Creación


Experiencia de la inscripción

Ya nos quieren correr

Cuando llegué había alrededor de 66 personas, entre hombres y mujeres. El hospital era igual que ahora. Lo único que ha cambiado es la pintura y se han renovado los techos, sobre todo donde dan consulta. Tengo entendido que un empresario construyó el hospital aunque otros dicen que el fundador es el Doctor González. Creo que le llamaron leprocomio porque había bastantes enfermitos de la lepra. Aunque no sé quién lo construyó, tengo entendido que primero le llamaron Verdecruz y luego Hospital Gonzalo González. En aquél entonces el hospital brindaba servicios de curaciones, medicina, los alimentos que siempre nos dan. Cuando llegué, el director era el Dr. Naranjo. Viviendo aquí, había ocasiones que nos trataban bien, pero a veces sí se despreocupaban de la medicina.

No pudimos tener esa vida

Nosotros no hemos buscado la enfermedad, a nosotros nos la puso Dios. Si fuéramos sanos, no estaríamos aquí. Estando sana, sin la enfermedad, tendría las manos bien, la cara bien. Pero tengo la enfermedad y nosotros no tenemos trabajo. A esta edad no se puede conseguir un trabajo. ¿Cómo vamos entonces a sobrevivir afuera? La gente de nuestras familias no tiene ni para ella. Y también ya cada cual tiene su responsabilidad. ¿Cómo van a hacerse cargo de nosotros? Si no tienen ni cómo hacerlo, ni con qué. Antes de caer en esta enfermedad, uno tenía un hogar, una vida hecha. Pero todo se fue, todo lo dejamos. Entonces, este hospital ha sido nuestro hogar, nuestro mundo.

Mi hijo nunca se enteró

Yo no tenía espejo. Trabajaba muchísimo, con las viejitas, ayudándoles en los servicios. Un buen día, por algún motivo, me encontré un espejo y me miré. Mi cara era negrita, negrita. Era el efecto de una de las pastillas que se toma en el tratamiento. Esa pastilla hace a la persona muy negrita pero al mismo tiempo le cura la enfermedad. Después de un tiempo, uno retoma el color. Entonces al mirarme al espejo me dije: Se acabó mi vida, se acabó todo. Todo, todo, todo, todo. Ya no tengo familia, no tengo a nadie. Me preguntaba: ¿Cómo voy a ir a mi tierra así, negra, me van a preguntar qué tengo? Y ahí ¿qué les digo? Entonces, mi esposo—pues, lo es ahora—me dijo: No se preocupe, va a salir del problema. Yo conozco mucho. Uno se blanquea, y no le van a quedar secuelas de la enfermedad. Esa motivación me ayudó a salir adelante.

Un paciente con derechos

 Todos ellos respondieron que sí, que ¿cómo no íbamos a ganar si nos tienen encerrados, privados de nuestra libertad como presos? Eso me ayudó a entender que el Estado debe de responder por la libertad del paciente.
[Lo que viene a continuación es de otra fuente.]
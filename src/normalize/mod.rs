pub mod bucket;
pub mod genre;
pub mod heading;
pub mod record;
pub mod runtime;
pub mod tables;
pub mod votes;

use std::collections::BTreeMap;

use rayon::prelude::*;
use tracing::{debug, warn};

pub use bucket::{DurationBucket, RatingBucket};
pub use record::{fields, NormalizedRecord, RawRecord};
pub use tables::GenreTableVersion;
use tables::{GenreKeywordTable, DURATION_BUCKETS, RATING_BUCKETS};

use crate::progress::progress_bar;

#[derive(Debug, Clone, PartialEq, Eq, thiserror::Error)]
pub enum FieldError {
    /// Absent, empty, or the literal "N/A".
    #[error("value missing")]
    Missing,
    #[error("malformed {field} value: {raw:?}")]
    Malformed { field: &'static str, raw: String },
}

impl FieldError {
    pub fn malformed(field: &'static str, raw: &str) -> Self {
        FieldError::Malformed {
            field,
            raw: raw.to_string(),
        }
    }
}

pub type FieldResult<T> = Result<T, FieldError>;

/// A malformed field found while normalizing one record.
#[derive(Debug, Clone, PartialEq, Eq)]
pub struct FieldIssue {
    pub field: &'static str,
    pub error: FieldError,
}

pub(crate) fn is_missing(s: &str) -> bool {
    let s = s.trim();
    s.is_empty() || s == "N/A"
}

pub(crate) fn round2(v: f64) -> f64 {
    (v * 100.0).round() / 100.0
}

/// Plain numeric coercion: anything that is not a finite number is malformed.
pub fn parse_number(raw: Option<&str>, field: &'static str) -> FieldResult<f64> {
    let raw = raw.filter(|s| !is_missing(s)).ok_or(FieldError::Missing)?;
    raw.trim()
        .parse::<f64>()
        .ok()
        .filter(|v| v.is_finite())
        .ok_or_else(|| FieldError::malformed(field, raw))
}

/// Numeric coercion for integer columns; "2024.0" is accepted, "2024.5" is not.
fn parse_integral<T: TryFrom<i64>>(raw: Option<&str>, field: &'static str) -> FieldResult<T> {
    let v = parse_number(raw, field)?;
    let bad = || FieldError::malformed(field, raw.unwrap_or_default());
    if v.fract() != 0.0 || v.abs() > i64::MAX as f64 {
        return Err(bad());
    }
    T::try_from(v as i64).map_err(|_| bad())
}

fn keep<T>(issues: &mut Vec<FieldIssue>, field: &'static str, res: FieldResult<T>) -> Option<T> {
    match res {
        Ok(v) => Some(v),
        Err(FieldError::Missing) => None,
        Err(error) => {
            issues.push(FieldIssue { field, error });
            None
        }
    }
}

pub struct BatchOutcome {
    pub records: Vec<NormalizedRecord>,
    /// Malformed-field counts keyed by raw field name.
    pub issues: BTreeMap<&'static str, usize>,
}

impl BatchOutcome {
    pub fn malformed_total(&self) -> usize {
        self.issues.values().sum()
    }
}

/// Turns RawRecords into NormalizedRecords. Pure; holds only a reference to a
/// static keyword table, so one instance can be shared across threads.
#[derive(Clone, Copy)]
pub struct Normalizer {
    genres: &'static GenreKeywordTable,
}

impl Default for Normalizer {
    fn default() -> Self {
        Normalizer::new(GenreTableVersion::default())
    }
}

impl Normalizer {
    pub fn new(version: GenreTableVersion) -> Self {
        Normalizer {
            genres: GenreKeywordTable::for_version(version),
        }
    }

    pub fn table_version(&self) -> GenreTableVersion {
        self.genres.version
    }

    pub fn normalize(&self, raw: &RawRecord) -> NormalizedRecord {
        self.normalize_detailed(raw).0
    }

    /// Like [`Normalizer::normalize`], also returning the fields that were present
    /// but unparsable. A `None` field without an issue was simply missing.
    pub fn normalize_detailed(&self, raw: &RawRecord) -> (NormalizedRecord, Vec<FieldIssue>) {
        let mut issues = Vec::new();

        let (heading_rank, heading_title) = heading::split_heading(
            raw.get(fields::HEADING).filter(|s| !s.trim().is_empty()),
        );
        let title = if heading_title.is_empty() {
            raw.get(fields::TITLE)
                .filter(|s| !is_missing(s))
                .map(|s| s.trim().to_string())
                .unwrap_or_default()
        } else {
            heading_title
        };
        let rank = match heading_rank {
            Some(r) => Some(r),
            None => keep(
                &mut issues,
                fields::RANK,
                parse_integral::<u32>(raw.get(fields::RANK), fields::RANK),
            ),
        };

        let year = keep(
            &mut issues,
            fields::YEAR,
            parse_integral::<i32>(raw.get(fields::YEAR), fields::YEAR),
        );
        let rating = keep(
            &mut issues,
            fields::RATING,
            parse_number(raw.get(fields::RATING), fields::RATING),
        );
        let duration_hours = keep(
            &mut issues,
            fields::RUNTIME,
            runtime::parse_runtime(raw.get(fields::RUNTIME)),
        );

        // Prefer the pre-parsed column; fall back to the display string.
        let votes_res = votes::parse_votes(raw.get(fields::VOTES_NUMERIC)).or_else(|first| {
            match votes::parse_votes(raw.get(fields::VOTES)) {
                Err(FieldError::Missing) => Err(first),
                other => other,
            }
        });
        let votes = keep(&mut issues, fields::VOTES, votes_res);

        let url = raw
            .get(fields::URL)
            .filter(|s| !is_missing(s))
            .map(|s| s.trim().to_string());

        let genre_title = (!title.is_empty()).then_some(title.as_str());
        let genres = genre::classify(genre_title, year, self.genres);
        let primary_genre = genres[0];

        let record = NormalizedRecord {
            title,
            rank,
            year,
            url,
            duration_hours,
            rating,
            votes,
            genres,
            primary_genre,
            duration_bucket: DURATION_BUCKETS.categorize(duration_hours),
            rating_bucket: RATING_BUCKETS.categorize(rating),
        };
        (record, issues)
    }

    /// Normalize a batch on the rayon pool, `chunk_size` records at a time.
    /// Output order matches input order.
    pub fn normalize_batch(&self, raws: &[RawRecord], chunk_size: usize) -> BatchOutcome {
        let pb = progress_bar(raws.len() as u64);
        let mut records = Vec::with_capacity(raws.len());
        let mut issues: BTreeMap<&'static str, usize> = BTreeMap::new();

        for chunk in raws.chunks(chunk_size.max(1)) {
            let results: Vec<_> = chunk
                .par_iter()
                .map(|raw| self.normalize_detailed(raw))
                .collect();

            for (record, found) in results {
                for issue in found {
                    debug!(title = %record.title, "{}", issue.error);
                    *issues.entry(issue.field).or_default() += 1;
                }
                records.push(record);
            }
            pb.inc(chunk.len() as u64);
        }
        pb.finish_and_clear();

        for (field, count) in &issues {
            warn!("{} malformed {} value(s) treated as missing", count, field);
        }
        BatchOutcome { records, issues }
    }
}

#[cfg(test)]
mod tests {
    use super::*;

    fn sample() -> RawRecord {
        RawRecord::new()
            .with(fields::RANK, "3")
            .with(fields::TITLE, "The Last War")
            .with(fields::YEAR, "2024")
            .with(fields::RUNTIME, "2h 30m")
            .with(fields::RATING, "8.5")
            .with(fields::VOTES, "946K")
            .with(fields::URL, "https://www.imdb.com/title/tt0000001/")
    }

    #[test]
    fn normalizes_full_record() {
        let r = Normalizer::default().normalize(&sample());
        assert_eq!(r.title, "The Last War");
        assert_eq!(r.rank, Some(3));
        assert_eq!(r.year, Some(2024));
        assert_eq!(r.duration_hours, Some(2.5));
        assert_eq!(r.rating, Some(8.5));
        assert_eq!(r.votes, Some(946_000));
        assert_eq!(r.genres, vec!["Action"]);
        assert_eq!(r.primary_genre, "Action");
        assert_eq!(r.duration_bucket, DurationBucket::Long);
        assert_eq!(r.rating_bucket.label(), "Excellent (8.0-9.0)");
        assert_eq!(r.url.as_deref(), Some("https://www.imdb.com/title/tt0000001/"));
    }

    #[test]
    fn idempotent() {
        let n = Normalizer::default();
        let raw = sample();
        assert_eq!(n.normalize(&raw), n.normalize(&raw));
    }

    #[test]
    fn all_absent_record() {
        let (r, issues) = Normalizer::default().normalize_detailed(&RawRecord::new());
        assert!(issues.is_empty());
        assert_eq!(r.title, "");
        assert_eq!(r.rank, None);
        assert_eq!(r.year, None);
        assert_eq!(r.url, None);
        assert_eq!(r.duration_hours, None);
        assert_eq!(r.rating, None);
        assert_eq!(r.votes, None);
        assert_eq!(r.genres, vec!["Drama"]);
        assert_eq!(r.primary_genre, "Drama");
        assert_eq!(r.duration_bucket, DurationBucket::Unknown);
        assert_eq!(r.rating_bucket, RatingBucket::Unrated);
    }

    #[test]
    fn heading_wins_over_title_and_rank() {
        let raw = sample().with(fields::HEADING, "12. Space Wedding");
        let r = Normalizer::default().normalize(&raw);
        assert_eq!(r.rank, Some(12));
        assert_eq!(r.title, "Space Wedding");
        assert_eq!(r.genres, vec!["Romance", "Sci-Fi"]);
    }

    #[test]
    fn malformed_fields_degrade_alone() {
        let raw = sample()
            .with(fields::YEAR, "TBA")
            .with(fields::RATING, "great")
            .with(fields::VOTES, "lots");
        let (r, issues) = Normalizer::default().normalize_detailed(&raw);
        assert_eq!(r.year, None);
        assert_eq!(r.rating, None);
        assert_eq!(r.votes, None);
        assert_eq!(r.rating_bucket, RatingBucket::Unrated);
        assert_eq!(r.duration_hours, Some(2.5));
        assert_eq!(r.title, "The Last War");

        let fields_hit: Vec<_> = issues.iter().map(|i| i.field).collect();
        assert_eq!(fields_hit, vec![fields::YEAR, fields::RATING, fields::VOTES]);
    }

    #[test]
    fn numeric_votes_column_preferred() {
        let raw = sample().with(fields::VOTES_NUMERIC, "946123.0");
        assert_eq!(Normalizer::default().normalize(&raw).votes, Some(946_123));

        let raw = sample().with(fields::VOTES_NUMERIC, "");
        assert_eq!(Normalizer::default().normalize(&raw).votes, Some(946_000));
    }

    #[test]
    fn year_coercion() {
        let n = Normalizer::default();
        assert_eq!(n.normalize(&sample().with(fields::YEAR, "2024.0")).year, Some(2024));
        assert_eq!(n.normalize(&sample().with(fields::YEAR, "2024.5")).year, None);
        assert_eq!(n.normalize(&sample().with(fields::YEAR, " 1999 ")).year, Some(1999));
    }

    #[test]
    fn negative_rank_is_dropped() {
        let r = Normalizer::default().normalize(&sample().with(fields::RANK, "-4"));
        assert_eq!(r.rank, None);
    }

    #[test]
    fn na_title_is_missing() {
        let r = Normalizer::default().normalize(&sample().with(fields::TITLE, "N/A"));
        assert!(!r.has_title());
        assert_eq!(r.genres, vec!["Drama"]);
    }

    #[test]
    fn nan_rating_is_malformed() {
        let (r, issues) = Normalizer::default().normalize_detailed(&sample().with(fields::RATING, "NaN"));
        assert_eq!(r.rating, None);
        assert_eq!(issues.len(), 1);
    }

    #[test]
    fn batch_keeps_order_and_counts_issues() {
        let raws: Vec<RawRecord> = (0..25)
            .map(|i| {
                let raw = sample().with(fields::RANK, i.to_string());
                if i % 5 == 0 {
                    raw.with(fields::RUNTIME, "soon")
                } else {
                    raw
                }
            })
            .collect();
        let out = Normalizer::default().normalize_batch(&raws, 4);
        assert_eq!(out.records.len(), 25);
        let ranks: Vec<_> = out.records.iter().map(|r| r.rank.unwrap()).collect();
        assert_eq!(ranks, (0..25).collect::<Vec<u32>>());
        assert_eq!(out.issues.get(fields::RUNTIME), Some(&5));
        assert_eq!(out.malformed_total(), 5);
    }

    #[test]
    fn legacy_table_changes_labels() {
        let r = Normalizer::new(GenreTableVersion::V1).normalize(&sample());
        assert_eq!(r.genres, vec!["Action", "History"]);
        assert_eq!(r.primary_genre, "Action");
    }
}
Porque nunca nos dijeron: Ustedes son pacientes que están con tratamiento, salgan a estudiar, salgan a trabajar. No hubo esa libertad, sobre todo antes. Los que trabajamos aquí es porque somos muy valientes. No teníamos siquiera permiso para estudiar. Eso me enerva tanto hasta ahora. Es que no querían darnos el espacio para que como pacientes nos diéramos cuenta de lo que estaba pasando, querían que siguiéramos siendo bobitos, ingenuos. Es decir, que no nos preparáramos porque íbamos a darnos cuenta de lo que estaba pasando.

La guerra

 La gente emprendía poco, trabajaba poco. No había mucha iniciativa. Pero pasaba también que, si había dinero—lo que se llamaba «masita» por ejemplo, que cuando yo llegué eran como diez sucres diarios—pues la gente se conformaba con eso. Había muchos padres de familia aquí, tenían que pagar el estudio a los hijos y ese dinero ayudaba para eso. También ayudaba para la alimentación, el vestido, un par de zapatos, etcétera. Luego la masita aumento a 300 sucres al mes. La persona que hacía algún trabajo como el que yo hacía, recibía 600 sucres, más los 300 que se recibía por persona, pues ya eran 900 sucres al mes.